Principal, HSSE Regional Leader
All words have meaning. As a result, subtle changes in the words we use can significantly change the messages we send. While social distancing and physical distancing may appear to mean the same thing for many of us in practice (i.e. keeping at least 1.5 m or 6 ft from others), the difference is substantial in psychological terms.
This shift in language, which became more evident recently when the World Health Organization (WHO) changed the term ‘social distancing’ to ‘physical distancing’ as a key measure to prevent the spread of COVID-19, signals that we need to sit up and take notice. Put simply, we need to remain physically distant if someone coughs or sneezes, while also remaining socially connected with colleagues and clients.
Staying socially connected is critical because humans, whether extroverted or introverted, are inherently social creatures. Although there is debate about the origins of our need for social connection, it has been suggested that our desire to be part of a group stemmed from our survival instincts. If part of a group, we were more likely to be successful in hunting prey, gathering food and avoiding danger.
While the impetus of our tendency to seek and maintain social connectedness may have been to address basic physical needs, these connections continue to underpin our psychological and emotional health too. Maintaining social connection with others is a key factor in building resilience – and that’s what we need, acutely, when we’re faced with uncertainty.
While various restrictions and lockdowns are requiring many of us to work remotely, you don’t need to look far to find advice on how to connect. Most of this advice points to technology as the vehicle to achieve and maintain connection. At Golder, the majority of our people are using videoconferencing as a means of collaborating and communicating with far-flung clients and colleagues, but also as a practical substitute for workplace interactions.
However, any vehicle needs a driver (or at least a complex algorithm) to ensure that the vehicle is used effectively and efficiently. We are the drivers of this technology, and I’d like to share some of the driving tips that I find useful.
- Some people can feel lonely even if they’re not actually alone. As with all social interactions, we need both breadth and depth. It is great to host large forums on video-conferencing platforms, but it is equally important to maintain the deeper connections you have with your close circle of workplace friends, such as your mentor, the people you would share a coffee with, have lunch with, or those you feel comfortable confiding in.
- Pick up the phone or headset before sending an email or pinging someone with an instant message. There is no doubt that written messages have a place and are great for communicating to groups. But when it comes to one-on-one interactions, there’s little substitute for verbal or facial cues and clues. Busy workers may only skim-read an email, and humans are prone to misinterpreting written language, especially if there’s the slightest ambiguity. I am sure we have all experienced an email being misunderstood, even if it includes an appropriate emoji.
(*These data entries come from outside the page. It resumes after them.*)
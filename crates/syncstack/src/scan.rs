//! Discovery of existing working copies below a directory.

use std::io;
use std::path::Path;
use std::sync::Arc;

use log::debug;
use walkdir::WalkDir;

use crate::engine::status::is_working_copy;
use crate::engine::types::RepoRecord;
use crate::error::{Result, SyncError};
use crate::sanitize::redact_repo_url;
use crate::vcs::VcsRunner;

/// Directory depth searched when none is given.
pub const DEFAULT_SCAN_DEPTH: usize = 3;

pub struct LocalScanner {
    runner: Arc<dyn VcsRunner>,
}

impl LocalScanner {
    pub fn new(runner: Arc<dyn VcsRunner>) -> Self {
        Self { runner }
    }

    /// Finds working copies at most `max_depth` levels below `root`.
    ///
    /// A found working copy is not descended into, and hidden directories
    /// are skipped. Records are named by their path relative to `root` and
    /// carry the redacted `origin` URL, or an empty string without one.
    pub fn scan(&self, root: &Path, max_depth: usize) -> Result<Vec<RepoRecord>> {
        if !root.is_dir() {
            return Err(SyncError::Io(io::Error::new(
                io::ErrorKind::NotFound,
                format!("'{}' is not a directory", root.display()),
            )));
        }

        let mut records = Vec::new();
        let mut walker = WalkDir::new(root)
            .max_depth(max_depth)
            .sort_by_file_name()
            .into_iter();

        while let Some(entry) = walker.next() {
            let entry = match entry {
                Ok(entry) => entry,
                Err(e) => {
                    debug!("Skipping unreadable entry during scan: {}", e);
                    continue;
                }
            };
            if !entry.file_type().is_dir() {
                continue;
            }

            let hidden = entry.file_name().to_string_lossy().starts_with('.');
            if entry.depth() > 0 && hidden {
                walker.skip_current_dir();
                continue;
            }

            if is_working_copy(entry.path()) {
                records.push(self.record(root, entry.path()));
                walker.skip_current_dir();
            }
        }

        debug!("Found {} working copies below {}", records.len(), root.display());
        Ok(records)
    }

    fn record(&self, root: &Path, path: &Path) -> RepoRecord {
        let name = match path.strip_prefix(root) {
            Ok(relative) if !relative.as_os_str().is_empty() => relative
                .components()
                .map(|c| c.as_os_str().to_string_lossy())
                .collect::<Vec<_>>()
                .join("/"),
            _ => path
                .file_name()
                .map(|n| n.to_string_lossy().to_string())
                .unwrap_or_else(|| path.display().to_string()),
        };

        let remote_url = self
            .runner
            .run(path, &["config", "--get", "remote.origin.url"])
            .ok()
            .filter(|output| output.success())
            .map(|output| redact_repo_url(output.stdout_trimmed()))
            .unwrap_or_default();

        RepoRecord {
            name,
            local_path: path.to_path_buf(),
            remote_url,
        }
    }
}

#[cfg(test)]
mod tests {
    use super::*;
    use crate::vcs::testing::ScriptedRunner;
    use tempfile::TempDir;

    fn repo(root: &Path, relative: &str) {
        std::fs::create_dir_all(root.join(relative).join(".git")).unwrap();
    }

    #[test]
    fn test_scan_finds_working_copies() {
        let root = TempDir::new().unwrap();
        repo(root.path(), "alpha");
        repo(root.path(), "org/beta");
        repo(root.path(), "alpha/vendored");
        repo(root.path(), ".cache/gamma");
        std::fs::create_dir_all(root.path().join("plain/dir")).unwrap();

        let scanner = LocalScanner::new(Arc::new(
            ScriptedRunner::new().ok(&["config"], "https://tok@github.com/o/r.git\n"),
        ));
        let records = scanner.scan(root.path(), DEFAULT_SCAN_DEPTH).unwrap();

        let names: Vec<&str> = records.iter().map(|r| r.name.as_str()).collect();
        assert_eq!(names, vec!["alpha", "org/beta"]);
        assert_eq!(records[0].remote_url, "https://****@github.com/o/r.git");
        assert_eq!(records[1].local_path, root.path().join("org/beta"));
    }

    #[test]
    fn test_scan_respects_depth() {
        let root = TempDir::new().unwrap();
        repo(root.path(), "a/b/c/deep");
        repo(root.path(), "a/shallow");

        let scanner = LocalScanner::new(Arc::new(ScriptedRunner::new()));
        let records = scanner.scan(root.path(), 3).unwrap();

        assert_eq!(records.len(), 1);
        assert_eq!(records[0].name, "a/shallow");
    }

    #[test]
    fn test_scan_root_is_working_copy() {
        let root = TempDir::new().unwrap();
        repo(root.path(), "");
        repo(root.path(), "inner");

        let scanner = LocalScanner::new(Arc::new(ScriptedRunner::new().fail(&["config"], "")));
        let records = scanner.scan(root.path(), 3).unwrap();

        assert_eq!(records.len(), 1);
        assert_eq!(records[0].local_path, root.path());
        assert_eq!(records[0].remote_url, "");
    }

    #[test]
    fn test_scan_missing_root() {
        let root = TempDir::new().unwrap();
        let scanner = LocalScanner::new(Arc::new(ScriptedRunner::new()));
        assert!(scanner.scan(&root.path().join("missing"), 3).is_err());
    }
}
Intonation and verbal prompts help to contextualise a spoken message, and facial expressions offer even richer information. And, of course, there’s the benefit of immediate feedback and conversation. Verbal communication also increases empathy and engenders a greater sense of trust. As well, psychological research has identified that face-to-face contact triggers parts of our nervous system to release neurotransmitters that regulate our anxiety and responses to stress.
- Make time for yourself and others. Perhaps you need to step away from technology for a while. When we work remotely, the lines between work time and personal time can very easily blur. During the current crisis, we need to be aware of this and may need to be more proactive about maintaining a better delineation of work and home. Perhaps we need to stop having the phone next to the bed, or ensure we still take a break from work at lunchtime. Equally, now is not the time to be shy about reaching out to others if we need help. Keep asking ‘R U OK?’. And, importantly, if you live alone ask ‘AM I OK?’. If you are alone and are not OK, give yourself the same advice you would give others. Be kind to yourself – if you wouldn’t say it to a friend, don’t say it to yourself.
Most pundits suggest that after the COVID-19 crisis ends, we won’t necessarily return to our old ways of working. Government restrictions will lift, and the global marketplace will open up again, yet we will most likely continue to apply some of what this experience has taught us. Will working from home become the rule rather than the exception? Will our thirst for air travel reduce? Will we see even greater collaboration and sharing with clients and even our previous competitors?
If any silver linings can emerge from this crisis, perhaps one may be a greater willingness and ability to embrace technology and to use it to promote connection and collaboration. Used effectively, and with a people-focused mindset, there are clear psychological and organisational benefits if we all extend and enhance our collaborations. In my discussions with colleagues at Golder I have posited this: If we use this time to more actively embrace the technological options for reaching out virtually, far beyond the local, we’ll be better able to engage the brightest minds anywhere in the world, so we can keep solving our clients’ challenges and delivering seamless services across the globe.